» MATERIAL SUPPLIED:
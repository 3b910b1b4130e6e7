//! Withdrawal record entity.

use chrono::{DateTime, Utc};
use domain::models::withdraw::{WithdrawRecord, WithdrawStatus, WithdrawType};
use rust_decimal::Decimal;
use sqlx::FromRow;

db_enum!(WithdrawStatusDb, WithdrawStatus, "withdraw_status", {
    Pending, Approved, Rejected, Completed, Cancelled,
});

db_enum!(WithdrawTypeDb, WithdrawType, "withdraw_type", { Alipay, Wechat, Bank });

/// Database row mapping for the withdraw_records table.
#[derive(Debug, Clone, FromRow)]
pub struct WithdrawRecordEntity {
    pub id: i64,
    pub user_id: i64,
    pub withdraw_no: String,
    pub amount: Decimal,
    pub fee: Decimal,
    pub actual_amount: Decimal,
    pub withdraw_type: WithdrawTypeDb,
    pub account_name: String,
    pub account_no: String,
    pub status: WithdrawStatusDb,
    pub reject_reason: Option<String>,
    pub audit_time: Option<DateTime<Utc>>,
    pub complete_time: Option<DateTime<Utc>>,
    pub created_at: DateTime<Utc>,
    pub updated_at: DateTime<Utc>,
}

impl From<WithdrawRecordEntity> for WithdrawRecord {
    fn from(entity: WithdrawRecordEntity) -> Self {
        Self {
            id: entity.id,
            user_id: entity.user_id,
            withdraw_no: entity.withdraw_no,
            amount: entity.amount,
            fee: entity.fee,
            actual_amount: entity.actual_amount,
            withdraw_type: entity.withdraw_type.into(),
            account_name: entity.account_name,
            account_no: entity.account_no,
            status: entity.status.into(),
            reject_reason: entity.reject_reason,
            audit_time: entity.audit_time,
            complete_time: entity.complete_time,
            created_at: entity.created_at,
            updated_at: entity.updated_at,
        }
    }
}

» ACTIVITY: Count every line in the listing where the string "into" occurs. Give the total alone.

» TASK ANSWER: 2